Una cameriera, ancora sotto shock per le conseguenze dell'accaduto, notò il laser rosso sul petto di un boss della malavita e agì prima ancora che chiunque altro si rendesse conto del pericolo.
Il confine tra la vita e la morte era sottilissimo.
Quella piccola differenza separava un vassoio che si schiantava a terra da un proiettile che avrebbe trafitto il cuore di uno degli uomini più temuti di Città del Messico.
La maggior parte delle persone si blocca o fugge alla vista di una pistola. La maggior parte delle persone va nel panico quando scoppia il caos.
Ma in una piovosa notte di ottobre, Mia Linares non fece né l'una né l'altra cosa.
Fu lei a notare per prima il punto rosso.
Era martedì 14 ottobre 2024. In alto, sopra il Paseo de la Reforma, al 42° piano della Torre dell'Ossidiana, l'aria era pervasa dal profumo del lusso: orchidee, legno lucido e un potere silenzioso. Per Mia, tuttavia, quell'aria puzzava di stanchezza. Aveva lavorato nove ore di fila, le sue scarpe economiche le stringevano dolorosamente i piedi e il dolore si irradiava lungo le gambe.
Non avrebbe dovuto trovarsi in quella zona. Era riservata a cameriere impeccabili, da modella, non a una come lei, esausta per tre lavori e oppressa dalle spese mediche della madre.
Ma quando una collega chiamò per avvisare che si era data malata, il direttore non esitò.
"Non dica nulla se non le viene chiesto. E non commetta errori. Il tavolo numero quattro sarà pronto tra cinque minuti."
Mia non protestò. Non poteva permetterselo.
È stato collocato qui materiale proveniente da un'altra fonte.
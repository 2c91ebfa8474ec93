//! Maze exercise
//!
//! A character walks a grid of cells: `0` open, `1` wall, `2` start and
//! `3` target. Learner code drives it with `move`, `turn_left` and
//! `turn_right`; walking into a wall or off the grid is a logic error the
//! learner sees verbatim.

use super::scenario::{expectations, setup, Expect, Scenario, ScenarioKind, VisualScenario};
use super::{no_functions, Exercise, ExerciseDefinition, Task};
use crate::interpreter::Language;
use crate::runtime::{Arity, ExecutionContext, ExternalFunction, Value};
use crate::timeline::Animation;
use serde_json::json;
use std::any::Any;
use std::cell::RefCell;
use std::fmt;
use std::rc::Rc;

const MOVE_MS: u64 = 200;
const TURN_MS: u64 = 150;

pub const WALL: u8 = 1;
pub const TARGET: u8 = 3;

#[derive(Debug, Clone, Copy, PartialEq, Eq)]
pub enum Direction {
    Up,
    Right,
    Down,
    Left,
}

impl Direction {
    /// Counter-clockwise on screen, as seen by the character.
    fn left(self) -> Self {
        match self {
            Direction::Down => Direction::Right,
            Direction::Right => Direction::Up,
            Direction::Up => Direction::Left,
            Direction::Left => Direction::Down,
        }
    }

    fn right(self) -> Self {
        match self {
            Direction::Down => Direction::Left,
            Direction::Left => Direction::Up,
            Direction::Up => Direction::Right,
            Direction::Right => Direction::Down,
        }
    }

    /// Rotation in degrees for a character facing this way.
    fn rotation(self) -> i64 {
        match self {
            Direction::Up => 0,
            Direction::Right => 90,
            Direction::Down => 180,
            Direction::Left => -90,
        }
    }
}

impl fmt::Display for Direction {
    fn fmt(&self, f: &mut fmt::Formatter<'_>) -> fmt::Result {
        let name = match self {
            Direction::Up => "up",
            Direction::Right => "right",
            Direction::Down => "down",
            Direction::Left => "left",
        };
        write!(f, "{}", name)
    }
}

#[derive(Debug, Clone)]
struct MazeState {
    grid: Vec<Vec<u8>>,
    row: usize,
    col: usize,
    direction: Direction,
    rotation: i64,
    animations: Vec<Animation>,
}

impl MazeState {
    fn animate(&mut self, ctx: &ExecutionContext, duration_ms: u64, transformations: serde_json::Value) {
        self.animations.push(Animation {
            targets: ".character".to_string(),
            offset_ms: ctx.current_time_in_ms(),
            duration_ms: duration_ms as f64,
            transformations,
        });
    }

    fn step(&mut self, ctx: &mut ExecutionContext) -> anyhow::Result<serde_json::Value> {
        let (row, col) = (self.row as i64, self.col as i64);
        let (row, col) = match self.direction {
            Direction::Up => (row - 1, col),
            Direction::Down => (row + 1, col),
            Direction::Left => (row, col - 1),
            Direction::Right => (row, col + 1),
        };

        let cell = usize::try_from(row)
            .ok()
            .zip(usize::try_from(col).ok())
            .and_then(|(r, c)| self.grid.get(r).and_then(|cells| cells.get(c)).map(|cell| (r, c, *cell)));
        let Some((row, col, cell)) = cell else {
            return Err(ctx.logic_error("Cannot move outside the maze!"));
        };
        if cell == WALL {
            return Err(ctx.logic_error("Cannot move into a blocked cell!"));
        }

        self.row = row;
        self.col = col;
        let width = self.grid.first().map_or(1, Vec::len).max(1) as f64;
        let height = self.grid.len().max(1) as f64;
        let left = (col as f64 + 0.5) * 100.0 / width;
        let top = (row as f64 + 0.5) * 100.0 / height;
        self.animate(ctx, MOVE_MS, json!({ "left": left, "top": top }));
        ctx.fast_forward(MOVE_MS);
        Ok(serde_json::Value::Null)
    }

    fn turn(&mut self, ctx: &mut ExecutionContext, left: bool) -> anyhow::Result<serde_json::Value> {
        if left {
            self.rotation -= 90;
            self.direction = self.direction.left();
        } else {
            self.rotation += 90;
            self.direction = self.direction.right();
        }
        self.animate(ctx, TURN_MS, json!({ "rotate": self.rotation }));
        ctx.fast_forward(TURN_MS);
        Ok(serde_json::Value::Null)
    }
}

pub struct MazeExercise {
    state: Rc<RefCell<MazeState>>,
}

impl MazeExercise {
    pub fn new() -> Self {
        MazeExercise {
            state: Rc::new(RefCell::new(MazeState {
                grid: Vec::new(),
                row: 0,
                col: 0,
                direction: Direction::Down,
                rotation: Direction::Down.rotation(),
                animations: Vec::new(),
            })),
        }
    }

    pub fn setup_grid(&mut self, grid: Vec<Vec<u8>>) {
        self.state.borrow_mut().grid = grid;
    }

    pub fn setup_position(&mut self, row: usize, col: usize) {
        let mut state = self.state.borrow_mut();
        state.row = row;
        state.col = col;
    }

    pub fn setup_direction(&mut self, direction: Direction) {
        let mut state = self.state.borrow_mut();
        state.direction = direction;
        state.rotation = direction.rotation();
    }

    pub fn position(&self) -> (usize, usize) {
        let state = self.state.borrow();
        (state.row, state.col)
    }

    pub fn direction(&self) -> Direction {
        self.state.borrow().direction
    }

    /// `Some("win")` once the character stands on the target.
    pub fn game_result(&self) -> Option<&'static str> {
        let state = self.state.borrow();
        let cell = state.grid.get(state.row).and_then(|cells| cells.get(state.col));
        (cell == Some(&TARGET)).then_some("win")
    }
}

impl Default for MazeExercise {
    fn default() -> Self {
        MazeExercise::new()
    }
}

impl Exercise for MazeExercise {
    fn slug(&self) -> &'static str {
        "maze"
    }

    fn available_functions(&self) -> Vec<ExternalFunction> {
        let mover = Rc::clone(&self.state);
        let left = Rc::clone(&self.state);
        let right = Rc::clone(&self.state);
        vec![
            ExternalFunction::new("move", Arity::Exact(0), move |ctx, _: &[Value]| {
                mover.borrow_mut().step(ctx)
            })
            .with_description("Move the character forward one cell"),
            ExternalFunction::new("turn_left", Arity::Exact(0), move |ctx, _: &[Value]| {
                left.borrow_mut().turn(ctx, true)
            })
            .with_description("Turn the character 90 degrees left"),
            ExternalFunction::new("turn_right", Arity::Exact(0), move |ctx, _: &[Value]| {
                right.borrow_mut().turn(ctx, false)
            })
            .with_description("Turn the character 90 degrees right"),
        ]
    }

    fn state(&self) -> serde_json::Value {
        let (row, col) = self.position();
        json!({
            "position": format!("{},{}", row, col),
            "direction": self.direction().to_string(),
            "gameResult": self.game_result().unwrap_or("playing"),
        })
    }

    fn animations(&self) -> Vec<Animation> {
        self.state.borrow().animations.clone()
    }

    fn as_any(&self) -> &dyn Any {
        self
    }

    fn as_any_mut(&mut self) -> &mut dyn Any {
        self
    }
}

pub fn factory() -> Box<dyn Exercise> {
    Box::new(MazeExercise::new())
}

fn maze_scenario(
    slug: &str,
    name: &str,
    task_id: &str,
    grid: Vec<Vec<u8>>,
    start: (usize, usize),
    direction: Direction,
    target: (usize, usize),
) -> Scenario {
    let visual = VisualScenario {
        setup: Some(setup(move |maze: &mut MazeExercise| {
            maze.setup_grid(grid.clone());
            maze.setup_position(start.0, start.1);
            maze.setup_direction(direction);
        })),
        expectations: expectations(move |maze: &MazeExercise| {
            vec![Expect::new(
                maze.position() == target,
                "You didn't reach the end of the maze.",
            )]
        }),
        code_checks: Vec::new(),
        function_call: None,
        random_seed: None,
    };
    Scenario {
        slug: slug.to_string(),
        name: name.to_string(),
        description: String::new(),
        task_id: task_id.to_string(),
        kind: ScenarioKind::Visual(visual),
    }
}

const JIKISCRIPT_STUB: &str = "// Guide the character to the target\nmove()\n";
const JAVASCRIPT_STUB: &str = "// Guide the character to the target\nmove();\n";

pub fn definition() -> ExerciseDefinition {
    let straight = vec![
        vec![1, 2, 1],
        vec![1, 0, 1],
        vec![1, 0, 1],
        vec![1, 3, 1],
    ];
    let corner = vec![
        vec![2, 0, 0],
        vec![1, 1, 0],
        vec![1, 1, 3],
    ];

    ExerciseDefinition {
        slug: "maze",
        title: "Solve the Maze",
        instructions: "Use move(), turn_left() and turn_right() to reach the target cell.",
        factory: Some(factory),
        functions: no_functions,
        tasks: vec![
            Task::new("straight-path", "A straight path", "Move forward to the end of the maze.")
                .with_hints(&["Call move() once per cell"])
                .requiring(&["straight-down"]),
            Task::new("corner", "Around the corner", "Turn to follow the path.")
                .with_hints(&["Turning left while facing right points you up"]),
        ],
        scenarios: vec![
            maze_scenario(
                "straight-down",
                "Walk down a straight corridor",
                "straight-path",
                straight,
                (0, 1),
                Direction::Down,
                (3, 1),
            ),
            maze_scenario(
                "corner",
                "Turn the corner",
                "corner",
                corner,
                (0, 0),
                Direction::Right,
                (2, 2),
            ),
        ],
        stubs: vec![
            (Language::JikiScript, JIKISCRIPT_STUB),
            (Language::JavaScript, JAVASCRIPT_STUB),
        ],
    }
}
Alle 8:15 precise, le porte dell'ascensore si aprirono e l'atmosfera cambiò bruscamente.
Sembrava che l'aria stessa stesse facendo spazio a un uomo.
Gabriel Montiel.
Anche senza leggere le notizie, tutti conoscevano quel nome. A soli 34 anni, controllava un impero mascherato da attività commerciali legittime: logistica, edilizia, sicurezza... e cose ben più oscure di cui nessuno osava parlare.
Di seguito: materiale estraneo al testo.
//! Expression parsing
//!
//! Precedence, loosest first: `or`, `and`, equality (`is`, `equals`, `==`,
//! `!=`, `not equals`), comparison, `+ -`, `* / %`, unary (`not`, `!`, `-`),
//! then indexing and primaries.

use super::Parser;
use crate::jikiscript::ast::*;
use crate::jikiscript::lexer::Token;
use crate::syntax::SyntaxError;

impl Parser {
    pub(crate) fn parse_expression(&mut self) -> Result<Expression, SyntaxError> {
        self.parse_or()
    }

    fn parse_or(&mut self) -> Result<Expression, SyntaxError> {
        let mut left = self.parse_and()?;

        while self.match_token(&Token::Or(self.current_location())) {
            let location = self.previous_location();
            let right = self.parse_and()?;
            left = Expression::Logical {
                left: Box::new(left),
                op: LogicalOp::Or,
                right: Box::new(right),
                location,
            };
        }

        Ok(left)
    }

    fn parse_and(&mut self) -> Result<Expression, SyntaxError> {
        let mut left = self.parse_equality()?;

        while self.match_token(&Token::And(self.current_location())) {
            let location = self.previous_location();
            let right = self.parse_equality()?;
            left = Expression::Logical {
                left: Box::new(left),
                op: LogicalOp::And,
                right: Box::new(right),
                location,
            };
        }

        Ok(left)
    }

    fn parse_equality(&mut self) -> Result<Expression, SyntaxError> {
        let mut left = self.parse_comparison()?;

        loop {
            let location = self.current_location();
            let op = match self.peek() {
                Token::Is(_) | Token::Equals(_) | Token::EqEq(_) => {
                    self.advance();
                    BinaryOp::Equal
                }
                Token::NotEq(_) => {
                    self.advance();
                    BinaryOp::NotEqual
                }
                Token::Not(_)
                    if self.check_ahead(1, &Token::Equals(location))
                        || self.check_ahead(1, &Token::Is(location)) =>
                {
                    self.advance();
                    self.advance();
                    BinaryOp::NotEqual
                }
                Token::Eq(_) => return Err(self.error("UnexpectedEqualsForEquality")),
                _ => break,
            };

            let right = self.parse_comparison()?;
            left = Expression::Binary {
                left: Box::new(left),
                op,
                right: Box::new(right),
                location,
            };
        }

        Ok(left)
    }

    fn parse_comparison(&mut self) -> Result<Expression, SyntaxError> {
        let mut left = self.parse_term()?;

        loop {
            let location = self.current_location();
            let op = match self.peek() {
                Token::Lt(_) => BinaryOp::Less,
                Token::Le(_) => BinaryOp::LessEqual,
                Token::Gt(_) => BinaryOp::Greater,
                Token::Ge(_) => BinaryOp::GreaterEqual,
                _ => break,
            };
            self.advance();

            let right = self.parse_term()?;
            left = Expression::Binary {
                left: Box::new(left),
                op,
                right: Box::new(right),
                location,
            };
        }

        Ok(left)
    }

    fn parse_term(&mut self) -> Result<Expression, SyntaxError> {
        let mut left = self.parse_factor()?;

        loop {
            let location = self.current_location();
            let op = match self.peek() {
                Token::Plus(_) => BinaryOp::Add,
                Token::Minus(_) => BinaryOp::Subtract,
                _ => break,
            };
            self.advance();

            let right = self.parse_factor()?;
            left = Expression::Binary {
                left: Box::new(left),
                op,
                right: Box::new(right),
                location,
            };
        }

        Ok(left)
    }

    fn parse_factor(&mut self) -> Result<Expression, SyntaxError> {
        let mut left = self.parse_unary()?;

        loop {
            let location = self.current_location();
            let op = match self.peek() {
                Token::Star(_) => BinaryOp::Multiply,
                Token::Slash(_) => BinaryOp::Divide,
                Token::Percent(_) => BinaryOp::Remainder,
                _ => break,
            };
            self.advance();

            let right = self.parse_unary()?;
            left = Expression::Binary {
                left: Box::new(left),
                op,
                right: Box::new(right),
                location,
            };
        }

        Ok(left)
    }

    fn parse_unary(&mut self) -> Result<Expression, SyntaxError> {
        let location = self.current_location();
        let op = match self.peek() {
            Token::Not(_) | Token::Bang(_) => UnaryOp::Not,
            Token::Minus(_) => UnaryOp::Negate,
            _ => return self.parse_postfix(),
        };
        self.advance();

        let operand = self.parse_unary()?;
        Ok(Expression::Unary {
            op,
            operand: Box::new(operand),
            location,
        })
    }

    fn parse_postfix(&mut self) -> Result<Expression, SyntaxError> {
        let mut expr = self.parse_primary()?;

        while self.match_token(&Token::LBracket(self.current_location())) {
            let location = self.previous_location();
            let index = self.parse_expression()?;
            self.expect_token(
                &Token::RBracket(self.current_location()),
                "MissingRightBracketAfterFieldNameOrIndex",
            )?;
            expr = Expression::Index {
                object: Box::new(expr),
                index: Box::new(index),
                location,
            };
        }

        Ok(expr)
    }

    fn parse_primary(&mut self) -> Result<Expression, SyntaxError> {
        let location = self.current_location();
        let literal = |value| Expression::Literal { value, location };

        match self.peek_token() {
            Token::Number(n, _) => {
                self.advance();
                Ok(literal(Literal::Number(n)))
            }
            Token::String(s, _) => {
                self.advance();
                Ok(literal(Literal::String(s)))
            }
            Token::True(_) => {
                self.advance();
                Ok(literal(Literal::Boolean(true)))
            }
            Token::False(_) => {
                self.advance();
                Ok(literal(Literal::Boolean(false)))
            }
            Token::Null(_) => {
                self.advance();
                Ok(literal(Literal::Null))
            }
            Token::Identifier(name, _) => {
                self.advance();
                if self.match_token(&Token::LParen(self.current_location())) {
                    let args = self.parse_call_arguments()?;
                    Ok(Expression::Call {
                        callee: name,
                        args,
                        location,
                    })
                } else {
                    Ok(Expression::Variable { name, location })
                }
            }
            Token::LParen(_) => {
                self.advance();
                let inner = self.parse_expression()?;
                self.expect_token(
                    &Token::RParen(self.current_location()),
                    "MissingRightParenthesisAfterExpression",
                )?;
                Ok(Expression::Grouping {
                    inner: Box::new(inner),
                    location,
                })
            }
            Token::LBracket(_) => {
                self.advance();
                let elements = self.parse_list_elements()?;
                Ok(Expression::List { elements, location })
            }
            Token::LBrace(_) => {
                self.advance();
                let entries = self.parse_dictionary_entries()?;
                Ok(Expression::Dictionary { entries, location })
            }
            other => Err(self.error(format!("MissingExpression: found: {}", other))),
        }
    }

    /// Arguments after the opening `(`, consuming the closing `)`.
    fn parse_call_arguments(&mut self) -> Result<Vec<Expression>, SyntaxError> {
        let mut args = Vec::new();
        self.skip_newlines();

        if !self.check(&Token::RParen(self.current_location())) {
            loop {
                args.push(self.parse_expression()?);
                self.skip_newlines();
                if !self.match_token(&Token::Comma(self.current_location())) {
                    break;
                }
                self.skip_newlines();
            }
        }

        self.expect_token(
            &Token::RParen(self.current_location()),
            "MissingRightParenthesisAfterFunctionCall",
        )?;
        Ok(args)
    }

    fn parse_list_elements(&mut self) -> Result<Vec<Expression>, SyntaxError> {
        let mut elements = Vec::new();
        self.skip_newlines();

        if !self.check(&Token::RBracket(self.current_location())) {
            loop {
                elements.push(self.parse_expression()?);
                self.skip_newlines();
                if !self.match_token(&Token::Comma(self.current_location())) {
                    break;
                }
                self.skip_newlines();
            }
        }

        self.expect_token(
            &Token::RBracket(self.current_location()),
            "MissingRightBracketAfterListElements",
        )?;
        Ok(elements)
    }

    /// `{"key": value, …}`; keys must be string literals.
    fn parse_dictionary_entries(&mut self) -> Result<Vec<(String, Expression)>, SyntaxError> {
        let mut entries = Vec::new();
        self.skip_newlines();

        if !self.check(&Token::RBrace(self.current_location())) {
            loop {
                let key = match self.peek_token() {
                    Token::String(key, _) => {
                        self.advance();
                        key
                    }
                    other => {
                        return Err(self.error(format!(
                            "InvalidDictionaryKey: found: {}",
                            other
                        )))
                    }
                };
                self.expect_token(
                    &Token::Colon(self.current_location()),
                    "MissingColonAfterDictionaryKey",
                )?;
                self.skip_newlines();
                let value = self.parse_expression()?;
                entries.push((key, value));
                self.skip_newlines();
                if !self.match_token(&Token::Comma(self.current_location())) {
                    break;
                }
                self.skip_newlines();
            }
        }

        self.expect_token(
            &Token::RBrace(self.current_location()),
            "MissingRightBraceAfterDictionaryElements",
        )?;
        Ok(entries)
    }
}

#[cfg(test)]
mod tests {
    use crate::jikiscript::ast::*;
    use crate::jikiscript::parser::parse;

    fn expression(source: &str) -> Expression {
        match parse(&format!("log {}", source)).unwrap().statements.remove(0) {
            Statement::Log { value, .. } => value,
            other => panic!("Expected log statement, got {:?}", other),
        }
    }

    #[test]
    fn test_multiplication_binds_tighter_than_addition() {
        match expression("1 + 2 * 3") {
            Expression::Binary { op: BinaryOp::Add, right, .. } => {
                assert!(matches!(*right, Expression::Binary { op: BinaryOp::Multiply, .. }));
            }
            other => panic!("Expected addition at the root, got {:?}", other),
        }
    }

    #[test]
    fn test_natural_language_equality() {
        assert!(matches!(expression("x is 1"), Expression::Binary { op: BinaryOp::Equal, .. }));
        assert!(matches!(
            expression("x not equals 1"),
            Expression::Binary { op: BinaryOp::NotEqual, .. }
        ));
        assert!(matches!(
            expression("not x and y"),
            Expression::Logical { op: LogicalOp::And, .. }
        ));
    }

    #[test]
    fn test_call_and_index() {
        match expression("get_items(1, \"a\")[2]") {
            Expression::Index { object, .. } => match *object {
                Expression::Call { callee, args, .. } => {
                    assert_eq!(callee, "get_items");
                    assert_eq!(args.len(), 2);
                }
                other => panic!("Expected call, got {:?}", other),
            },
            other => panic!("Expected index, got {:?}", other),
        }
    }

    #[test]
    fn test_dictionary_literal() {
        match expression("{\"a\": 1, \"b\": [2]}") {
            Expression::Dictionary { entries, .. } => {
                assert_eq!(entries[0].0, "a");
                assert_eq!(entries[1].0, "b");
            }
            other => panic!("Expected dictionary, got {:?}", other),
        }
    }

    #[test]
    fn test_expression_errors() {
        let err = parse("log (1 + 2").unwrap_err();
        assert_eq!(err.message, "MissingRightParenthesisAfterExpression");

        let err = parse("log x = 1").unwrap_err();
        assert_eq!(err.message, "UnexpectedEqualsForEquality");

        let err = parse("log").unwrap_err();
        assert_eq!(err.message, "MissingExpression: found: end of line");
    }
}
Non aveva l'aspetto di un criminale.
Sembrava un re nato per distruggere.
Vestito in modo impeccabile, con uno sguardo penetrante e un atteggiamento calmo, sedeva rivolto verso il cielo bagnato dalla pioggia, affiancato dai suoi uomini: Elias, imponente e silenzioso, e Nicolás Varela, elegante ma inquietante.
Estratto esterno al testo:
//! JavaScript subset front-end
//!
//! Covers the part of JavaScript beginners meet first: `let`/`const`,
//! functions, `if`/`while`/`for`/`for...of`, arrays, plain objects and
//! `console.log`. Behaviour that usually surprises learners (coercion,
//! truthiness, `==`) can be switched off per exercise.

pub mod ast;
pub mod executor;
pub mod lexer;
pub mod parser;

use crate::interpreter::{EvaluationResult, InterpretOptions, InterpretResult};
use crate::runtime::Value;
use executor::Executor;
use tracing::{debug, info};

pub use parser::parse;

pub fn interpret(source: &str, options: &InterpretOptions) -> InterpretResult {
    let program = match parse(source) {
        Ok(program) => program,
        Err(error) => {
            debug!(%error, "JavaScript parse failed");
            return InterpretResult::syntax_error(error);
        }
    };
    debug!(statements = program.statements.len(), "parsed JavaScript program");

    let mut executor = Executor::new(source, options);
    executor.execute(&program);
    let result = InterpretResult::from_run(executor.finish());

    info!(
        frames = result.frames.len(),
        success = result.success,
        "JavaScript run finished"
    );
    result
}

pub fn evaluate_function(
    source: &str,
    options: &InterpretOptions,
    function_name: &str,
    args: &[serde_json::Value],
) -> EvaluationResult {
    let program = match parse(source) {
        Ok(program) => program,
        Err(error) => {
            debug!(%error, "JavaScript parse failed");
            return EvaluationResult::syntax_error(error);
        }
    };

    let mut executor = Executor::new(source, options);
    let value = if executor.execute(&program) {
        let args = args.iter().map(Value::from_json).collect();
        executor
            .call_entry(function_name, args)
            .map(|value| value.freeze())
    } else {
        None
    };

    let result = EvaluationResult::from_run(executor.finish(), value);
    info!(
        function = function_name,
        frames = result.frames.len(),
        success = result.success,
        "JavaScript evaluation finished"
    );
    result
}

#[cfg(test)]
mod tests {
    use super::*;
    use crate::runtime::{FrozenValue, LanguageFeatures};

    fn run(source: &str) -> InterpretResult {
        interpret(source, &InterpretOptions::default())
    }

    fn last_error(result: &InterpretResult) -> String {
        result
            .frames
            .last()
            .and_then(|frame| frame.error())
            .map(|error| error.message.clone())
            .unwrap_or_default()
    }

    #[test]
    fn test_console_log_joins_arguments() {
        let result = run("console.log(\"a\", 1, true);");
        assert!(result.success);
        assert_eq!(result.log_lines[0].output, "a 1 true");
    }

    #[test]
    fn test_let_and_assignment_frames() {
        let result = run("let x = 1;\nx = x + 2;\nx++;");
        assert!(result.success);
        assert_eq!(result.frames.len(), 3);
        let last = result.frames.last().unwrap();
        assert_eq!(last.variables().get("x"), Some(&FrozenValue::Number(4.0)));
    }

    #[test]
    fn test_const_reassignment_fails() {
        let result = run("const x = 1;\nx = 2;");
        assert!(!result.success);
        assert_eq!(last_error(&result), "AssignmentToConstant: name: x");
        assert_eq!(result.frames.last().unwrap().line(), 2);
    }

    #[test]
    fn test_shadowing_is_gated() {
        let result = run("let x = 5;\n{\n  let x = 10;\n}");
        assert_eq!(last_error(&result), "ShadowingDisabled: name: x");

        let options = InterpretOptions {
            language_features: LanguageFeatures {
                allow_shadowing: true,
                ..LanguageFeatures::default()
            },
            ..InterpretOptions::default()
        };
        assert!(interpret("let x = 5;\n{\n  let x = 10;\n}", &options).success);
    }

    #[test]
    fn test_loose_equality_needs_opt_in() {
        let result = run("let same = 1 == 1;");
        assert_eq!(last_error(&result), "StrictEqualityRequired: operator: ==");

        let options = InterpretOptions {
            language_features: LanguageFeatures {
                enforce_strict_equality: false,
                ..LanguageFeatures::default()
            },
            ..InterpretOptions::default()
        };
        let result = interpret("let same = \"1\" == 1;", &options);
        assert!(result.success);
        assert_eq!(
            result.frames[0].variables().get("same"),
            Some(&FrozenValue::Boolean(true))
        );
    }

    #[test]
    fn test_coercion_is_gated() {
        let result = run("let x = 5 + true;");
        assert_eq!(
            last_error(&result),
            "TypeCoercionNotAllowed: operator: +: left: number: right: boolean"
        );
    }

    #[test]
    fn test_for_loop_records_condition_frames() {
        let result = run("let total = 0;\nfor (let i = 0; i < 3; i++) {\n  total += i;\n}");
        assert!(result.success);
        // declare, init, 4 tests, 3 body assignments
        assert_eq!(result.frames.len(), 9);
        let last = result.frames.last().unwrap();
        assert_eq!(last.variables().get("total"), Some(&FrozenValue::Number(3.0)));
    }

    #[test]
    fn test_for_of_over_empty_array_records_skip() {
        let result = run("for (const x of []) {\n  console.log(x);\n}");
        assert!(result.success);
        assert_eq!(result.frames.len(), 1);
        assert!(result.frames[0].generate_description().contains("did not run"));
    }

    #[test]
    fn test_for_of_rejects_numbers() {
        let result = run("for (const x of 5) {}");
        assert_eq!(last_error(&result), "ForOfLoopTargetNotIterable: type: number");
    }

    #[test]
    fn test_functions_see_globals() {
        let result = run("let base = 10;\nfunction add(n) {\n  return base + n;\n}\nlet x = add(5);");
        assert!(result.success);
        let last = result.frames.last().unwrap();
        assert_eq!(last.variables().get("x"), Some(&FrozenValue::Number(15.0)));
    }

    #[test]
    fn test_arrays_are_shared_with_functions() {
        let source = "function push(list) {\n  list[list.length] = 1;\n}\nlet xs = [];\npush(xs);";
        let result = run(source);
        assert!(result.success);
        let last = result.frames.last().unwrap();
        assert_eq!(
            last.variables().get("xs"),
            Some(&FrozenValue::List(vec![FrozenValue::Number(1.0)]))
        );
    }

    #[test]
    fn test_unknown_property_fails() {
        let result = run("let o = { a: 1 };\nlet b = o.b;");
        assert_eq!(last_error(&result), "PropertyNotFound: property: b");
    }

    #[test]
    fn test_redefining_console_fails() {
        let result = run("function console() {}");
        assert_eq!(last_error(&result), "FunctionAlreadyDefined: name: console");
    }

    #[test]
    fn test_evaluate_function_passes_host_values() {
        let source = "function sum(xs) {\n  let total = 0;\n  for (const x of xs) {\n    total += x;\n  }\n  return total;\n}";
        let result = evaluate_function(
            source,
            &InterpretOptions::default(),
            "sum",
            &[serde_json::json!([1, 2, 3])],
        );
        assert!(result.success);
        assert_eq!(result.value, Some(FrozenValue::Number(6.0)));
    }

    #[test]
    fn test_fractional_index_is_rejected() {
        let result = run("let a = [1, 2];\nlet b = a[1.5];");
        assert!(!result.success);
        assert_eq!(last_error(&result), "IndexMustBeInteger: index: 1.5");

        let result = run("let a = [1];\na[0.5] = 2;");
        assert_eq!(last_error(&result), "IndexMustBeInteger: index: 0.5");
        assert_eq!(result.frames.last().unwrap().line(), 2);
    }

    #[test]
    fn test_element_assignment_names_its_target() {
        let result = run("let a = [1, 2];\na[1] = 5;\nlet point = { x: 1 };\npoint.x += 2;");
        assert!(result.success);
        assert!(result.frames[1]
            .generate_description()
            .starts_with("This line updated the variable a[1] to 5."));
        assert!(result.frames[3]
            .generate_description()
            .starts_with("This line updated the variable point.x to 3."));
    }
}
Mia si avvicinò con cautela.
"Acqua frizzante", ordinò Nicolás, senza nemmeno degnarla di uno sguardo. "E stappi il Barolo del 1998."
"Sì, signore."
Gabriel non si voltò. Fissava la città come se gli dovesse delle risposte.
Per l'ora successiva, Mia si mosse con discrezione: riempiva i bicchieri, sparecchiava, si mimetizzava nell'ambiente circostante. Ma ascoltava. Non per curiosità, ma per istinto. La vita le aveva insegnato a riconoscere il pericolo in anticipo.
Alle 9:02, tutto cambiò.
Si fece avanti con il menù dei dolci mentre Gabriel si appoggiava leggermente allo schienale.
Nel riflesso dietro di lui...
Lo vide.
Un debole puntino rosso, quasi impercettibile.
Centrato sopra il suo cuore.
Il tempo si dilatò.
La sua mente calcolò angoli, distanze, riflessi.